The entire concept of an "NDA" has been bastardized in this manner, if you think about it. Conceptually you may think of an NDA as protecting sensitive data from disclosure, a sort of intellectual property right. However, it's been co-opted by folks to do nothing more than cover up inconvenient truths because they realize most people cannot afford to either (a) give up money they are promised in the future or (b) bankrupt themselves in their own defense.
So it's basically a game where whomever has the most money can ensure their narrative wins out in the end, because competing narratives can simply be "bought out".
In the text is stated’ All code used to create Newswire is available at our public Github repository. ’ But a check learned “(This repository is empty.” So not yet open science..
Yes, the OCR problem is also very interesting to me.

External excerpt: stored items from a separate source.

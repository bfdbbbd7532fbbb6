//! 缓存工作线程
//!
//! 一个专用线程独占 `TranslationCache`，所有查询与写入通过有界队列发送给它。
//! 由于只有这一个所有者，对持久化文件的读-改-写天然串行，不会丢失更新。
//! 后端调用发生在工作线程之外，不会阻塞其他流水线的查询。

use std::thread;

use tokio::sync::{mpsc, oneshot};

use crate::translation::error::{TranslationError, TranslationResult};
use crate::translation::storage::{CacheStats, TranslationCache};

/// 发往工作线程的命令
#[derive(Debug)]
enum CacheCommand {
    Lookup {
        pipeline: String,
        core_text: String,
        reply: oneshot::Sender<Option<String>>,
    },
    Store {
        pipeline: String,
        core_text: String,
        translated_text: String,
        reply: oneshot::Sender<TranslationResult<()>>,
    },
    Stats {
        reply: oneshot::Sender<CacheStats>,
    },
}

/// 缓存工作线程的句柄，可廉价克隆
///
/// 最后一个句柄被释放后工作线程退出。
#[derive(Debug, Clone)]
pub struct CacheHandle {
    sender: mpsc::Sender<CacheCommand>,
}

impl CacheHandle {
    /// 启动工作线程并接管缓存
    pub fn spawn(cache: TranslationCache, queue_capacity: usize) -> TranslationResult<Self> {
        let (sender, receiver) = mpsc::channel(queue_capacity.max(1));

        thread::Builder::new()
            .name("translation-cache".to_string())
            .spawn(move || run(cache, receiver))
            .map_err(|e| TranslationError::StorageError(format!("启动缓存工作线程失败: {}", e)))?;

        Ok(Self { sender })
    }

    /// 查询缓存
    pub async fn lookup(&self, pipeline: &str, core_text: &str) -> TranslationResult<Option<String>> {
        let (reply, response) = oneshot::channel();
        self.send(CacheCommand::Lookup {
            pipeline: pipeline.to_string(),
            core_text: core_text.to_string(),
            reply,
        })
        .await?;
        response.await.map_err(|_| worker_stopped())
    }

    /// 写入缓存并持久化
    pub async fn store(
        &self,
        pipeline: &str,
        core_text: &str,
        translated_text: &str,
    ) -> TranslationResult<()> {
        let (reply, response) = oneshot::channel();
        self.send(CacheCommand::Store {
            pipeline: pipeline.to_string(),
            core_text: core_text.to_string(),
            translated_text: translated_text.to_string(),
            reply,
        })
        .await?;
        response.await.map_err(|_| worker_stopped())?
    }

    /// 缓存统计
    pub async fn stats(&self) -> TranslationResult<CacheStats> {
        let (reply, response) = oneshot::channel();
        self.send(CacheCommand::Stats { reply }).await?;
        response.await.map_err(|_| worker_stopped())
    }

    async fn send(&self, command: CacheCommand) -> TranslationResult<()> {
        self.sender.send(command).await.map_err(|_| worker_stopped())
    }
}

fn worker_stopped() -> TranslationError {
    TranslationError::StorageError("缓存工作线程已停止".to_string())
}

fn run(mut cache: TranslationCache, mut receiver: mpsc::Receiver<CacheCommand>) {
    tracing::debug!("缓存工作线程启动: {}", cache.path().display());

    while let Some(command) = receiver.blocking_recv() {
        match command {
            CacheCommand::Lookup {
                pipeline,
                core_text,
                reply,
            } => {
                let found = cache.lookup(&pipeline, &core_text).map(str::to_string);
                // 调用方可能已放弃等待
                let _ = reply.send(found);
            }
            CacheCommand::Store {
                pipeline,
                core_text,
                translated_text,
                reply,
            } => {
                let result = cache.store(&pipeline, &core_text, &translated_text);
                if let Err(ref e) = result {
                    tracing::error!("缓存持久化失败: {}", e);
                }
                let _ = reply.send(result);
            }
            CacheCommand::Stats { reply } => {
                let _ = reply.send(cache.stats());
            }
        }
    }

    tracing::debug!("缓存工作线程退出");
}

#[cfg(test)]
mod tests {
    use super::*;

    #[tokio::test]
    async fn test_lookup_and_store_through_worker() {
        let dir = tempfile::tempdir().unwrap();
        let path = dir.path().join("translations.json");
        let handle = CacheHandle::spawn(TranslationCache::load(&path).unwrap(), 8).unwrap();

        assert_eq!(handle.lookup("en-fr", "Hello").await.unwrap(), None);
        handle.store("en-fr", "Hello", "Bonjour").await.unwrap();
        assert_eq!(
            handle.lookup("en-fr", "Hello").await.unwrap().as_deref(),
            Some("Bonjour")
        );

        let stats = handle.stats().await.unwrap();
        assert_eq!(stats.entries, 1);
        assert_eq!(stats.hits, 1);
        assert_eq!(stats.misses, 1);
        assert_eq!(stats.stores, 1);

        // 写入已落盘
        let mut reloaded = TranslationCache::load(&path).unwrap();
        assert_eq!(reloaded.lookup("en-fr", "Hello"), Some("Bonjour"));
    }

    #[tokio::test(flavor = "multi_thread", worker_threads = 4)]
    async fn test_concurrent_stores_are_not_lost() {
        let dir = tempfile::tempdir().unwrap();
        let path = dir.path().join("translations.json");
        let handle = CacheHandle::spawn(TranslationCache::load(&path).unwrap(), 4).unwrap();

        let tasks: Vec<_> = (0..32)
            .map(|i| {
                let handle = handle.clone();
                tokio::spawn(async move {
                    let target = if i % 2 == 0 { "en-fr" } else { "en-de" };
                    handle
                        .store(target, &format!("text {}", i), &format!("translated {}", i))
                        .await
                })
            })
            .collect();
        for task in tasks {
            task.await.unwrap().unwrap();
        }

        let reloaded = TranslationCache::load(&path).unwrap();
        assert_eq!(reloaded.len(), 32);
        assert_eq!(reloaded.entries("en-fr").unwrap().len(), 16);
    }
}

I have been looking into the OCR/labeling field recently, and it seems to still be an actively researched field. There is a surya-ocr that was recently posted to YC, transformer-based, but it is still expensive if running on a really large dataset like 100 years of newspaper. Tesseract doesn't seem to handle this kind of thing very well. In the paper, they just mention it was an active-learning type of method.
Exciting work. I hope they consider releasing the 138 million scans.
The FAQ at the end is a bit confusing, because it says:
Was the “raw” data saved in addition to the
preprocessed/cleaned/labeled data (e.g., to support
unanticipated future uses)? If so, please provide a link or
other access point to the “raw” data.
All data is in the dataset.
and for each record there's "newspaper_metadata", "year", "date", and "article" fields that link back to _a_ LoC newspaper scan.
I stress _a_ singular as much is made of their process to identify articles with multiple reprints and multiple scans across multiple newspapers as these repititions of content (to a degree mitigated by local sub editors) with varying layouts are used to robust the conversion of the scans.
I haven't investigated whether every duplicate article has a seperate record to a distinct scan source ..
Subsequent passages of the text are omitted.